REQUIRED WORK —
Below are the entries; tally the lines holding the string "InlineMedia" and give only that figure.

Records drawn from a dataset
+-------+

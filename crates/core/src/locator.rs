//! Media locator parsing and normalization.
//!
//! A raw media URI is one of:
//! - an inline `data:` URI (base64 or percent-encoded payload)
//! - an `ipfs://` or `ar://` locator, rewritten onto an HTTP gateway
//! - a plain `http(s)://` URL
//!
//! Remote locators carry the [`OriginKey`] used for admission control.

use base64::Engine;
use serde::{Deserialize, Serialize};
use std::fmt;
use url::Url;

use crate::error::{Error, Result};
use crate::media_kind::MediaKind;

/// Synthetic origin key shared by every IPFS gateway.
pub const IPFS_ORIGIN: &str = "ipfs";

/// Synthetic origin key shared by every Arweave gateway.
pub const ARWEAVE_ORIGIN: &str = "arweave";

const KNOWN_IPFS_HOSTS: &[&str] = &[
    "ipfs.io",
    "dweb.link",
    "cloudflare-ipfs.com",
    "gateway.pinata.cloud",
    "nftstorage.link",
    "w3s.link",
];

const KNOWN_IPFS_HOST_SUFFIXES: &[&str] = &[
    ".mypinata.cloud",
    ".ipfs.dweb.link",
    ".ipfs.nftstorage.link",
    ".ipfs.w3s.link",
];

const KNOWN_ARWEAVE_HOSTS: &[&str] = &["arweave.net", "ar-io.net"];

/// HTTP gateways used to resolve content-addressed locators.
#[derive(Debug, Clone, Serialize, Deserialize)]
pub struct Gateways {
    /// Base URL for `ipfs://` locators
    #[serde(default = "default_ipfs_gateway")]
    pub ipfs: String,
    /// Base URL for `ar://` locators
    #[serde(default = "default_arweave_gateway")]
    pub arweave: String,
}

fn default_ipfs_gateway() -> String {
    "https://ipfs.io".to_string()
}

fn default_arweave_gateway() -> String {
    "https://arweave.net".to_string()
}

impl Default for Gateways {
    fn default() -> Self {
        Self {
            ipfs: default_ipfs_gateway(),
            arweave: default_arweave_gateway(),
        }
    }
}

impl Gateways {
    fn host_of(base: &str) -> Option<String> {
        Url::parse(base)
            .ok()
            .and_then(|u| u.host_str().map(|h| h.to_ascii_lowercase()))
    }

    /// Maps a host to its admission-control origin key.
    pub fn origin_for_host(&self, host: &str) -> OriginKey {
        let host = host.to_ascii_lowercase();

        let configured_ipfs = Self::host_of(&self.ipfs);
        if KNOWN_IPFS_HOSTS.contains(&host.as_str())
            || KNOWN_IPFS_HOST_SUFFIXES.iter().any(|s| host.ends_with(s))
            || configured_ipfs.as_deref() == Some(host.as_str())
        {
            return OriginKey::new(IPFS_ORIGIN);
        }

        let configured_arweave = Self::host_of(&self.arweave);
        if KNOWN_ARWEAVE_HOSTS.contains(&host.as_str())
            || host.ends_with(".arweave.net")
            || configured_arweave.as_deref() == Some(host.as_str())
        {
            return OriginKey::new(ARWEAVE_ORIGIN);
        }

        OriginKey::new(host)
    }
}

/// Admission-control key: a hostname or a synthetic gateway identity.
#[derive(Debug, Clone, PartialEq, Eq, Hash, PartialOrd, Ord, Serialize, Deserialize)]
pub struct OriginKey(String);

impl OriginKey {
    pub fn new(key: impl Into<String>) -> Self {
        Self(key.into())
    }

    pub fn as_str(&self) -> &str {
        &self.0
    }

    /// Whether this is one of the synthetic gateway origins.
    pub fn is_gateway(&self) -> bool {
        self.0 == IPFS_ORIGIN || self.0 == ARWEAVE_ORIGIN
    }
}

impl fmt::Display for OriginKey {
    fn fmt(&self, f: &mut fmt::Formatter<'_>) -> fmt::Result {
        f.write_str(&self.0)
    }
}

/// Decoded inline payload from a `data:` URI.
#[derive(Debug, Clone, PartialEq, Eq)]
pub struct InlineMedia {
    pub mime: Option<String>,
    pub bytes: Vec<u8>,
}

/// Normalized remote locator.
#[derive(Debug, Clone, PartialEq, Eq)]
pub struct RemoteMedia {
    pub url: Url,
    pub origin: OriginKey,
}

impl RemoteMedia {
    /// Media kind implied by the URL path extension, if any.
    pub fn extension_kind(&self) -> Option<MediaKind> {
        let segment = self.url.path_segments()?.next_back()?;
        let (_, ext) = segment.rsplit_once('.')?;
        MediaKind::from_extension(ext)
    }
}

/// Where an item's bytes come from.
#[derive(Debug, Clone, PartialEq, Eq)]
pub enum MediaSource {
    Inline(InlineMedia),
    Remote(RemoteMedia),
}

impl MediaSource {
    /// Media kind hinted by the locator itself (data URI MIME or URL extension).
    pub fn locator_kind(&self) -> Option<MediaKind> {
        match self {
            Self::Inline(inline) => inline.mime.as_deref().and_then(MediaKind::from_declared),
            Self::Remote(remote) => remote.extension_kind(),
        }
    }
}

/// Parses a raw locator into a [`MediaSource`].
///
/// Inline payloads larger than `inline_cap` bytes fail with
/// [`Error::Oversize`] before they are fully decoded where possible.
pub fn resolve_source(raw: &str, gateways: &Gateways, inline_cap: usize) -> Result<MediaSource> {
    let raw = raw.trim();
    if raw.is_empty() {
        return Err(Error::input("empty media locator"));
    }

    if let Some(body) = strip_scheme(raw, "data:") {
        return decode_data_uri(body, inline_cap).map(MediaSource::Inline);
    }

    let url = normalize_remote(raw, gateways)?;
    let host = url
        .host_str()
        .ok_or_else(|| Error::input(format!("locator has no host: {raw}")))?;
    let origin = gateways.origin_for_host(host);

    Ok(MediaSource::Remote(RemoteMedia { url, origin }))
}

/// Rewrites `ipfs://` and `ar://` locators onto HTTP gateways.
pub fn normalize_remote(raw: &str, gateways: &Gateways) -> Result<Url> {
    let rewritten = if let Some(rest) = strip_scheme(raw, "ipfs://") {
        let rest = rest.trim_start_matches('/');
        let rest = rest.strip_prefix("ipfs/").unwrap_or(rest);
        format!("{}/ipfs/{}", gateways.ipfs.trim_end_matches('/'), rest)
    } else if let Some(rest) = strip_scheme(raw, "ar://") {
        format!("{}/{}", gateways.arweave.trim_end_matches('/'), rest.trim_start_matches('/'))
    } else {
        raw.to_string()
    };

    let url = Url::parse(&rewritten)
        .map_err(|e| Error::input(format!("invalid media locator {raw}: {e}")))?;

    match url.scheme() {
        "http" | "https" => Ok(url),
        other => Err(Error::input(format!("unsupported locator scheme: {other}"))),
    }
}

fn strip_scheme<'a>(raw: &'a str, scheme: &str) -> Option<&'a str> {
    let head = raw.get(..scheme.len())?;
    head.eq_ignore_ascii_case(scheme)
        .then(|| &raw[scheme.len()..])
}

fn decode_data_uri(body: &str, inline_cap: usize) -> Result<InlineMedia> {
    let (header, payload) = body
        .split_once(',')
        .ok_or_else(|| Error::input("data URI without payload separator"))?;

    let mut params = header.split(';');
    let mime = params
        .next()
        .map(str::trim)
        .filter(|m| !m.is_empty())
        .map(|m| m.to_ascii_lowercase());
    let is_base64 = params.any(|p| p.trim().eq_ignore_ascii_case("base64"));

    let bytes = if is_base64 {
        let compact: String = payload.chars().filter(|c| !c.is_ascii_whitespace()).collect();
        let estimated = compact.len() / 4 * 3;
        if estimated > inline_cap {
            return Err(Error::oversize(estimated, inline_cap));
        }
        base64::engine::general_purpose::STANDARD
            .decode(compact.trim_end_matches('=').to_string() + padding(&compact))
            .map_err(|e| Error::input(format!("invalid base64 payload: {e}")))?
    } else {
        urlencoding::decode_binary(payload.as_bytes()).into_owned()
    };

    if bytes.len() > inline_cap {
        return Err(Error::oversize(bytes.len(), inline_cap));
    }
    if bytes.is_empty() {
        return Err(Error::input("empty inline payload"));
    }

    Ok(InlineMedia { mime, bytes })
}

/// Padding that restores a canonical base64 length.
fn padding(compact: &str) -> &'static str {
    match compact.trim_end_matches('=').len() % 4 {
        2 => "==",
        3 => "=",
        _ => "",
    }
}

+-------+

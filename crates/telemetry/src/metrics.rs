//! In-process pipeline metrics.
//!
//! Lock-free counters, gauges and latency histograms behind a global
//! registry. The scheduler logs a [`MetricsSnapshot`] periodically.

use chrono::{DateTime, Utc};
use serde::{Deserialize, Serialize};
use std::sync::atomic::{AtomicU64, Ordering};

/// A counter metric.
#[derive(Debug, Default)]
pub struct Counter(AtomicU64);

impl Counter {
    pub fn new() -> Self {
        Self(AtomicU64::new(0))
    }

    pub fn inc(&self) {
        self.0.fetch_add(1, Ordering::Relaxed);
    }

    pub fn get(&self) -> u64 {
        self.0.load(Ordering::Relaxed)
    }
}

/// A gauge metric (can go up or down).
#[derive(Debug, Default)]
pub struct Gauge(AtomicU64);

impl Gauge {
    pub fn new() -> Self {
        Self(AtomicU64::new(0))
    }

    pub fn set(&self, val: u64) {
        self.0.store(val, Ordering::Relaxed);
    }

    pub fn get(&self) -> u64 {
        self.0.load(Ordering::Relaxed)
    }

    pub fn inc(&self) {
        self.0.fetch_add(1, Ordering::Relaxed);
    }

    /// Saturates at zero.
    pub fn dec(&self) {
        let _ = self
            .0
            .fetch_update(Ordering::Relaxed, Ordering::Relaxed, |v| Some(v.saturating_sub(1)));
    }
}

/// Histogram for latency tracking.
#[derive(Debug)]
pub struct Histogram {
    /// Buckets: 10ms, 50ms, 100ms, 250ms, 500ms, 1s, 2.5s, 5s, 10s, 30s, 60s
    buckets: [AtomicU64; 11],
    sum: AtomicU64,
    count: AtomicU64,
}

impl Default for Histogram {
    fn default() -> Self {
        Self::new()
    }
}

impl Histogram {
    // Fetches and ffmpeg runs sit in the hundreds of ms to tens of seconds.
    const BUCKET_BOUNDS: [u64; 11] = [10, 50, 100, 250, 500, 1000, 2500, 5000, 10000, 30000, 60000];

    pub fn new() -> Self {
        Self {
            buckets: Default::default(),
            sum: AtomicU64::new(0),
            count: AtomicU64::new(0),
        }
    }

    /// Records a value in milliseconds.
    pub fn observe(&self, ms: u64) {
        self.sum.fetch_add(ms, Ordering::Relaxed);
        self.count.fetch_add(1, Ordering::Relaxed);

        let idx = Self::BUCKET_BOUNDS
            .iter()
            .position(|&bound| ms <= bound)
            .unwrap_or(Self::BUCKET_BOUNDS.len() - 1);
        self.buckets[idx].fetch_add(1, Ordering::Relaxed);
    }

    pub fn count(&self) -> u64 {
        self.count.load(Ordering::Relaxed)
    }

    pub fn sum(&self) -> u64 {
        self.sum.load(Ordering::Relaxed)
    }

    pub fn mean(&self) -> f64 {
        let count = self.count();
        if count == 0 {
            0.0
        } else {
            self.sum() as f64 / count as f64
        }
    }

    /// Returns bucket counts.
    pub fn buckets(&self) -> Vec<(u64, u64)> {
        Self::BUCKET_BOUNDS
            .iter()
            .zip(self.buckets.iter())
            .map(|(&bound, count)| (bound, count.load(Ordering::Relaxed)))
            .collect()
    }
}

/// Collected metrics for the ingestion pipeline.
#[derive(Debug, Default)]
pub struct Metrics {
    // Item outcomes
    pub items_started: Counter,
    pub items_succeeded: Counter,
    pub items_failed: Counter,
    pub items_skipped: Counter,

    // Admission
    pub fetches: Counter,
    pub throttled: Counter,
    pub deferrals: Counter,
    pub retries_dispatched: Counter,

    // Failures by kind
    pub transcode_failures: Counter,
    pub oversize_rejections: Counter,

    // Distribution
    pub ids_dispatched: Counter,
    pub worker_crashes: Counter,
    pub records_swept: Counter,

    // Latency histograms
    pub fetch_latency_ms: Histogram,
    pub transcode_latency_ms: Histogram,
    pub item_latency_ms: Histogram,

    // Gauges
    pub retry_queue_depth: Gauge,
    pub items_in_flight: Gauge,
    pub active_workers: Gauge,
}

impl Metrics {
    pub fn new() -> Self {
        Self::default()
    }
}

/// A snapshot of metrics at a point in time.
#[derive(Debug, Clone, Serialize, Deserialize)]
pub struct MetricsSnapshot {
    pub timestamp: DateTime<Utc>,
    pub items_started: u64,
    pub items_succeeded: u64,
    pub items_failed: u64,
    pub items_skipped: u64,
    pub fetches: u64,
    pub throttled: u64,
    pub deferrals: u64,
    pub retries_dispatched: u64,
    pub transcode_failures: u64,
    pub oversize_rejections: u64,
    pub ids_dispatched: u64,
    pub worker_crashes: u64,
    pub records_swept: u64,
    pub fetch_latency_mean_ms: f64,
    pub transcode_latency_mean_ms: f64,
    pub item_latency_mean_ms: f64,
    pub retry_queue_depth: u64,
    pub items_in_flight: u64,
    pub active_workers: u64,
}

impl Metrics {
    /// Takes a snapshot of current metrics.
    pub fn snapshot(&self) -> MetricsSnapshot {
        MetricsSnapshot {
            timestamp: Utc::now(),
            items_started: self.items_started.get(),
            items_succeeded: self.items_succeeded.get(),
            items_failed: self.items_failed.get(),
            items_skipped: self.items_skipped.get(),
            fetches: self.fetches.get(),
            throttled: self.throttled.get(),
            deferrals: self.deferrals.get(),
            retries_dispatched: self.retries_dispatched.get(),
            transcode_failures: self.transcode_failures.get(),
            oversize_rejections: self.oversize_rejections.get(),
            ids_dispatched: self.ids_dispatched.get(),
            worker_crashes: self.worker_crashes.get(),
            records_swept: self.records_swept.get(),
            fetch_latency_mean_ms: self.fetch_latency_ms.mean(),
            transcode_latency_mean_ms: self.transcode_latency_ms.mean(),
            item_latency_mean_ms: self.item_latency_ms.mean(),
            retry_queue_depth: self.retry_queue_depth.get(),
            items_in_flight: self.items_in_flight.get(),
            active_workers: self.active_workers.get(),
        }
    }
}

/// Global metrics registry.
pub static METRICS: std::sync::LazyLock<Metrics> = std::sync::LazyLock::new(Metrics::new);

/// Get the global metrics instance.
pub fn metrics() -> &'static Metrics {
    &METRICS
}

+-------+

RESULT FOR THIS EXERCISE —
4